━━ EXTRACTED DATA
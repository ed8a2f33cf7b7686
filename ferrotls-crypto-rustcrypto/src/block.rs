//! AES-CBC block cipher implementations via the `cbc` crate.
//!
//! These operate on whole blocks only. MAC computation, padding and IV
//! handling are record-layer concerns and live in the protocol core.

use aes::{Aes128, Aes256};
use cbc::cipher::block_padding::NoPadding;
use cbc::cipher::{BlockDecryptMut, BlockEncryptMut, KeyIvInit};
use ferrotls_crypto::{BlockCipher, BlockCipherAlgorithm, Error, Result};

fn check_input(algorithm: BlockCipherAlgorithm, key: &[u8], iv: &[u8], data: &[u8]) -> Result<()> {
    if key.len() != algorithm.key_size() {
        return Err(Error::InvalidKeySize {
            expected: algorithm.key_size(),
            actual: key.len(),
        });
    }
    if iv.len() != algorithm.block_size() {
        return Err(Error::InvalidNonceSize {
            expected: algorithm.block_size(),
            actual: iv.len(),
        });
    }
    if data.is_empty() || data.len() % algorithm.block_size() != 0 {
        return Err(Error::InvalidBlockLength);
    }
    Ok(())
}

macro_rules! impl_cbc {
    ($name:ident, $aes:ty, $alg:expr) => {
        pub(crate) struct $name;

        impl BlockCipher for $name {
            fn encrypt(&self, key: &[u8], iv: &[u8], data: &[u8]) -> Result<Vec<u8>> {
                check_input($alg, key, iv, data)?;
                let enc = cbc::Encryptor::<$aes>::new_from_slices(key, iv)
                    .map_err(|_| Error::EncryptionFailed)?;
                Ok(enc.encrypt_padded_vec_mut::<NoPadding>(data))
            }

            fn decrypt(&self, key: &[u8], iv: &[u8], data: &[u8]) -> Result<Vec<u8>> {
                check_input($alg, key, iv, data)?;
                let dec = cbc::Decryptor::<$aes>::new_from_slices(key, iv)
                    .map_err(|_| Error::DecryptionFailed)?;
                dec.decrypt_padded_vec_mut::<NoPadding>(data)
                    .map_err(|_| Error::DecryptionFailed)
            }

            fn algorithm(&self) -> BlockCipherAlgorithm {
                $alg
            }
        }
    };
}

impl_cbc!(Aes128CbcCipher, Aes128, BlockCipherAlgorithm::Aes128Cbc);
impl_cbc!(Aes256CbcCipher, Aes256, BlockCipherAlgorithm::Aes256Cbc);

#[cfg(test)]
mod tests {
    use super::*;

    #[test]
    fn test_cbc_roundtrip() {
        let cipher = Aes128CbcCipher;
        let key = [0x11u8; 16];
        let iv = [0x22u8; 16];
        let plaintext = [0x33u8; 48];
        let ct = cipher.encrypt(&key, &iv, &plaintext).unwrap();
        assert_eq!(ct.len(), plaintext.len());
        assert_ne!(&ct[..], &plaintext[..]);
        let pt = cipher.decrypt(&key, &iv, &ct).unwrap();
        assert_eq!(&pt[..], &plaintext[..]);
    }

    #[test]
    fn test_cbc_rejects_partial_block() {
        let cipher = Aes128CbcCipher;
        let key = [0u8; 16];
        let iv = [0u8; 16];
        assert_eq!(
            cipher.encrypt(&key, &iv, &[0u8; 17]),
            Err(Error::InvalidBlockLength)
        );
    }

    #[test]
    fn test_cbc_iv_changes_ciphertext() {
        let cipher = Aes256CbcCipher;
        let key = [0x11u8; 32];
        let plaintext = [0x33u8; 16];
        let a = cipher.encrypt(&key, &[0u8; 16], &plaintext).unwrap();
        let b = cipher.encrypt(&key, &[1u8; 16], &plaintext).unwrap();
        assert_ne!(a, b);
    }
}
━━━━
━━ EXTRACTED DATA
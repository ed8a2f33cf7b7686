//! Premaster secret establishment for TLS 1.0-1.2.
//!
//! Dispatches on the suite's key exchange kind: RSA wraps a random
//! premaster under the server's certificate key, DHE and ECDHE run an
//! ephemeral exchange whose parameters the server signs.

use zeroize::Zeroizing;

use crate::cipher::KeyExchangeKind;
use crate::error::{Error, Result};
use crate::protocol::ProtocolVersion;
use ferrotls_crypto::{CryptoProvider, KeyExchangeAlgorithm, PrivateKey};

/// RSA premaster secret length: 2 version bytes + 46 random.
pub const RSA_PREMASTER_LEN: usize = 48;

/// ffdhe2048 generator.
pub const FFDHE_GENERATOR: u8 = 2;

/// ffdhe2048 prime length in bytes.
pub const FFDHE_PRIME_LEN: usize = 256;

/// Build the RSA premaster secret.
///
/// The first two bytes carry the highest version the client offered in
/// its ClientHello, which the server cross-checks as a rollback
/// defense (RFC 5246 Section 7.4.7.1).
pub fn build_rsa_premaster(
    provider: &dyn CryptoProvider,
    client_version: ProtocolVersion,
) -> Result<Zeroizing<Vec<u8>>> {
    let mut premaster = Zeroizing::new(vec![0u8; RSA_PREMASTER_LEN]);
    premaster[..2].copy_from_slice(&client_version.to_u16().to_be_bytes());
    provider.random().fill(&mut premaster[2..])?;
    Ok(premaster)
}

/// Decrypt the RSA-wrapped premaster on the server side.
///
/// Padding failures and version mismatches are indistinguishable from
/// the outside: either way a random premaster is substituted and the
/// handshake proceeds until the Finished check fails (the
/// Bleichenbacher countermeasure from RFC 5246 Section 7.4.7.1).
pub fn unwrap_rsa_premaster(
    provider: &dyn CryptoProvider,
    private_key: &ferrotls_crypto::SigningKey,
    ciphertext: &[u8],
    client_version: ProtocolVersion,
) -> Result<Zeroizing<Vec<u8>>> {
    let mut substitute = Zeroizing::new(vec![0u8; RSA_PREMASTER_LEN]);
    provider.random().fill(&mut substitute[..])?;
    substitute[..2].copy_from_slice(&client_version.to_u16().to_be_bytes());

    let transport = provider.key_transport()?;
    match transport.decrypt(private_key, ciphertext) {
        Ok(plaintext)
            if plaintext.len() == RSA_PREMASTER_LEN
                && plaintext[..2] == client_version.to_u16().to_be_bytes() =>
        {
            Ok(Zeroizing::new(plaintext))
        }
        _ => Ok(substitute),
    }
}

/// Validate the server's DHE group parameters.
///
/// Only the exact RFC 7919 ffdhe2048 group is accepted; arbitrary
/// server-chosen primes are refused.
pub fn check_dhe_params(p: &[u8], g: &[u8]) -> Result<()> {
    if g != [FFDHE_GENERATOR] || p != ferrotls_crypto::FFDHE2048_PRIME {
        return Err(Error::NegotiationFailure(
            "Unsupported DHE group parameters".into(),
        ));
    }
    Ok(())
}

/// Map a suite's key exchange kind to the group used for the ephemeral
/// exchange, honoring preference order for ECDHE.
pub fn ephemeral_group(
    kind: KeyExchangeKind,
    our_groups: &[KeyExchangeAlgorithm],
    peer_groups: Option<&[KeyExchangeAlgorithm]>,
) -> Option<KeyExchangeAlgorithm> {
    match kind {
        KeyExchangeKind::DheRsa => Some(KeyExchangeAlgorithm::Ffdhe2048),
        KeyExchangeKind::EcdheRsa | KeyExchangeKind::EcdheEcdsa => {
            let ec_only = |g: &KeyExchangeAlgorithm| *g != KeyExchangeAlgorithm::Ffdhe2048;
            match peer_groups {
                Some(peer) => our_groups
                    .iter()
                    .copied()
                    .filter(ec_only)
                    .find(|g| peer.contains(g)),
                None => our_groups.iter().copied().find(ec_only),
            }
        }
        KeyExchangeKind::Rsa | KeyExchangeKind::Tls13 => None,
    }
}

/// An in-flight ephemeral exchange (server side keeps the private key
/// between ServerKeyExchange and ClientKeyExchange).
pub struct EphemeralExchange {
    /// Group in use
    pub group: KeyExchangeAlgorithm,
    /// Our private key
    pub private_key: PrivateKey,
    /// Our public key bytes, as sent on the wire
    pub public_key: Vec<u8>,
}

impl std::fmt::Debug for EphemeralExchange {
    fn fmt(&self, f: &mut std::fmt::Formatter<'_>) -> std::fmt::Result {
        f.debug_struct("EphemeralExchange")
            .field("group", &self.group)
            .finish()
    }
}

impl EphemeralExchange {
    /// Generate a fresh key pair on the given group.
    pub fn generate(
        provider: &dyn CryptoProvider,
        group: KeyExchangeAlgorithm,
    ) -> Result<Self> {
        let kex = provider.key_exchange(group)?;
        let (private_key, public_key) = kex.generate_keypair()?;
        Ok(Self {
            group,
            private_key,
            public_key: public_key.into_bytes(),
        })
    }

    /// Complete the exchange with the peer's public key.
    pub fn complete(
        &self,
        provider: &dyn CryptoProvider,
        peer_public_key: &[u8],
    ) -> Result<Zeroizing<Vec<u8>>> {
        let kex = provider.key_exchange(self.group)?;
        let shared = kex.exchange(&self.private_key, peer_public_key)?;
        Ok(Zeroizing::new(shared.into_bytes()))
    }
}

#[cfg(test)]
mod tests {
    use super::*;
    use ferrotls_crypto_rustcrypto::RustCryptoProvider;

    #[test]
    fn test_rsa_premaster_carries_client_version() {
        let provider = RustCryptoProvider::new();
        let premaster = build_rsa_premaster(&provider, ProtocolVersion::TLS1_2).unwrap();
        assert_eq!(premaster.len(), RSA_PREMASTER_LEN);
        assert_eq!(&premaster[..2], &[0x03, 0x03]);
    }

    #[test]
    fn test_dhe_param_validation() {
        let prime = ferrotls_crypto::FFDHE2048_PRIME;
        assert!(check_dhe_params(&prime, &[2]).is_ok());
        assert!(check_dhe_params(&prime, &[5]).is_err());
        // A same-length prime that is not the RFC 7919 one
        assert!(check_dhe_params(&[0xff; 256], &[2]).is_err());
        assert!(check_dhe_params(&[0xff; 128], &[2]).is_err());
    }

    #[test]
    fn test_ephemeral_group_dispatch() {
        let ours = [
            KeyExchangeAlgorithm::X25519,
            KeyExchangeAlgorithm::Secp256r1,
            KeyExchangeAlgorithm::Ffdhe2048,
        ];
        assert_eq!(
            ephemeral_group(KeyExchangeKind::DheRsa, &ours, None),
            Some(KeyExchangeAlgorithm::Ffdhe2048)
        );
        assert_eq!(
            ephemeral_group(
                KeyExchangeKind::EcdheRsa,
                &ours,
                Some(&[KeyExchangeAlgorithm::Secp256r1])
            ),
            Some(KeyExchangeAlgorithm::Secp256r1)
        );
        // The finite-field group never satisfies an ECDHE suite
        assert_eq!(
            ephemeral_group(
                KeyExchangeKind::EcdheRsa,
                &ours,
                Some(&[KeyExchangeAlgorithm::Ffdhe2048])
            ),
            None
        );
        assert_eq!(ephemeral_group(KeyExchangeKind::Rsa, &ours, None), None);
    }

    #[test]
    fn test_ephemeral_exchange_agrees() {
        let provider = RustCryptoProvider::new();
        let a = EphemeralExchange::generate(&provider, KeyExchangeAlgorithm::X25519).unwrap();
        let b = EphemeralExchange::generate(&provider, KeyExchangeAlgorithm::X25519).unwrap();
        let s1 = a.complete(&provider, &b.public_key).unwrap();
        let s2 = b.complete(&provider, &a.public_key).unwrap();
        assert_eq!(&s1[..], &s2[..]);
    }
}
━━━━
__WORK REQUIRED__. Search the entries for "find" and copy out each line that has it.

__RESPONSE BOX__.
                    .find(|g| peer.contains(g)),
                None => our_groups.iter().copied().find(ec_only),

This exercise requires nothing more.